Et cette inflation nous amène à la Banque d'Angleterre (BoE) et à une cause possible de l'apathie de la livre. La banque centrale britannique a été la première dans les économies avancées à prendre des mesures pour lutter contre l’inflation. Elle a ainsi relevé une première fois son taux directeur à 0,25 % en décembre, pour ensuite procéder à un second resserrement à 0,50 % début février. La BoE a cependant toujours indiqué que le pic du taux directeur ne serait pas trop élevé et pas trop éloigné dans le temps. Avant la réunion de février, le marché hésitait entre 1,50 % et 1,75 % à la mi-2023. Mais lorsque la BoE a intégré ce scénario dans ses modèles au début du mois, elle tablait encore sur une inflation supérieure à l’objectif de 2 % en 2023. Le marché monétaire a alors réagi en avançant le calendrier des resserrements et en revoyant à la hausse le plafond du taux directeur. Depuis la semaine dernière, il situe le plafond à un peu plus de 2 % au début de 2023. D'ici là, il table même sur un relèvement de 50 points de base pour mai ou juin.
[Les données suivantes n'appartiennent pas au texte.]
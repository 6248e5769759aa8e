//! GitHub REST client for the issues listing.
//!
//! Pagination is planned up front: the first page is fetched on its own, and the `last`
//! relation of its `Link` header tells how many further pages exist. The remaining pages are
//! then fetched concurrently by [`crate::fetcher`]. Failed requests are never retried.

use crate::config::{AppConfig, RepoId};
use crate::error::ApiError;
use anyhow::Context;
use axum::http::header::ACCEPT;
use chrono::{DateTime, Utc};
use octocrab::service::middleware::retry::RetryConfig;
use octocrab::{FromResponse, Octocrab, Page};
use serde::Deserialize;

/// Number of issues requested per page, the maximum GitHub allows.
pub const PAGE_SIZE: u32 = 100;

const GITHUB_MEDIA_TYPE: &str = "application/vnd.github.v3+json";

/// An entry of the issues listing, as returned by GitHub.
///
/// The listing mixes pull requests in with issues; those carry a `pull_request` object.
#[derive(Debug, Deserialize, Clone)]
pub struct GitHubIssue {
    pub id: u64,
    pub html_url: String,
    pub number: u64,
    pub title: String,
    pub state: String,
    pub comments: u64,
    #[serde(default)]
    pub pull_request: Option<serde_json::Value>,
    pub created_at: DateTime<Utc>,
    pub closed_at: Option<DateTime<Utc>>,
}

impl GitHubIssue {
    pub fn is_pull_request(&self) -> bool {
        self.pull_request.as_ref().is_some_and(|marker| !marker.is_null())
    }
}

/// A successfully fetched page of the listing.
#[derive(Debug)]
pub struct IssuePage {
    pub issues: Vec<GitHubIssue>,
    /// Page number of the `last` relation in the `Link` header, if any.
    pub last_page: Option<u32>,
}

/// The first page plus the URLs of every page after it.
#[derive(Debug)]
pub struct PagePlan {
    pub first_page: Vec<GitHubIssue>,
    pub remaining_urls: Vec<String>,
}

#[derive(Clone)]
pub struct GitHubClient {
    octocrab: Octocrab,
    base_url: String,
}

impl GitHubClient {
    pub fn new(config: &AppConfig) -> anyhow::Result<Self> {
        let octocrab = Octocrab::builder()
            .base_uri(config.github_api_url.as_str())
            .context("Failed to set GitHub base URI")?
            .personal_token(config.github_access_token.clone())
            .add_header(ACCEPT, GITHUB_MEDIA_TYPE.to_string())
            .add_retry_config(RetryConfig::None)
            .build()
            .context("Failed to build GitHub client")?;

        Ok(Self {
            octocrab,
            base_url: config.github_api_url.trim_end_matches('/').to_string(),
        })
    }

    /// URL of one page of the repository's issue listing, covering open and closed issues.
    pub fn page_url(&self, repo_id: &RepoId, page: u32) -> String {
        format!(
            "{}/repos/{}/{}/issues?per_page={PAGE_SIZE}&page={page}&state=all&filter=all",
            self.base_url, repo_id.owner, repo_id.repo
        )
    }

    /// Fetches the first page and builds the URLs of pages `2..=last`.
    pub async fn plan_pages(&self, repo_id: &RepoId) -> Result<PagePlan, ApiError> {
        let first = self.fetch_page(&self.page_url(repo_id, 1)).await?;
        let last_page = first.last_page.unwrap_or(1);
        tracing::debug!(repo_id = %repo_id, pages = last_page, "Planned issue listing pages");

        let remaining_urls = (2..=last_page)
            .map(|page| self.page_url(repo_id, page))
            .collect();

        Ok(PagePlan {
            first_page: first.issues,
            remaining_urls,
        })
    }

    /// Fetches a single page, turning any non-success status into [`ApiError::Upstream`].
    pub async fn fetch_page(&self, url: &str) -> Result<IssuePage, ApiError> {
        let response = self
            .octocrab
            ._get(url)
            .await
            .with_context(|| format!("Failed to reach GitHub at {url}"))?;

        let status = response.status();
        if !status.is_success() {
            tracing::error!(status = %status, url, "GitHub request failed");
            let body = self
                .octocrab
                .body_to_string(response)
                .await
                .context("Failed to read GitHub error body")?;
            let body: Option<serde_json::Value> = serde_json::from_str(&body).ok();
            return Err(ApiError::upstream(status, body.as_ref()));
        }

        let page = Page::<GitHubIssue>::from_response(response)
            .await
            .with_context(|| format!("Malformed issue listing returned by {url}"))?;

        Ok(IssuePage {
            last_page: page.number_of_pages(),
            issues: page.items,
        })
    }
}

#[cfg(test)]
mod tests {
    use super::*;
    use std::path::PathBuf;

    #[tokio::test]
    async fn test_page_url() {
        let config = AppConfig {
            github_access_token: "t".to_string(),
            google_allowed_domains: vec!["example.com".to_string()],
            github_api_url: "https://github.example.com/api/v3/".to_string(),
            userinfo_url: "https://id.example.com/userinfo".to_string(),
            port: 3000,
            chart_font_path: PathBuf::from("/nonexistent/font.ttf"),
        };
        let client = GitHubClient::new(&config).unwrap();
        let repo_id: RepoId = "octo/repo".parse().unwrap();

        assert_eq!(
            client.page_url(&repo_id, 3),
            "https://github.example.com/api/v3/repos/octo/repo/issues?per_page=100&page=3&state=all&filter=all"
        );
    }

    #[test]
    fn test_pull_request_marker() {
        let issue: GitHubIssue = serde_json::from_value(serde_json::json!({
            "id": 1,
            "html_url": "https://github.com/octo/repo/issues/1",
            "number": 1,
            "title": "Bug",
            "state": "open",
            "comments": 0,
            "pull_request": null,
            "created_at": "2024-01-05T10:00:00Z",
            "closed_at": null
        }))
        .unwrap();
        assert!(!issue.is_pull_request());

        let pr = GitHubIssue {
            pull_request: Some(serde_json::json!({ "url": "https://api.github.com/pulls/2" })),
            ..issue
        };
        assert!(pr.is_pull_request());
    }
}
Si l’inflation descend effectivement en direction de l’objectif, le Royaume-Uni sera l’un des premiers "grands" à dire au revoir à un taux directeur réel négatif.
C’est ce positionnement agressif qui provoque provisoirement l'immobilisme de la devise britannique. La livre ne devra plus compter sur beaucoup de soutien supplémentaire de la part des taux. L’impact de chiffres de croissance, d’emploi et d’inflation plus que solides sur la politique monétaire attendue est actuellement intégré. Le plongeon du taux à deux ans britannique (-13 points de base), suite à la pression plus forte que prévu sur les prix annoncée hier, en dit long, même si cela s'explique en partie par le contexte de risque négatif. Le taux a d’ailleurs encore cédé 6 points de base aujourd’hui. L’euro ne profite pour le moment pas encore vraiment du déclin de la livre. Pour cela, il faudra d'abord que la BCE traduise concrètement son changement de ton dans ses prévisions de taux. Première date à entourer : le 10 mars.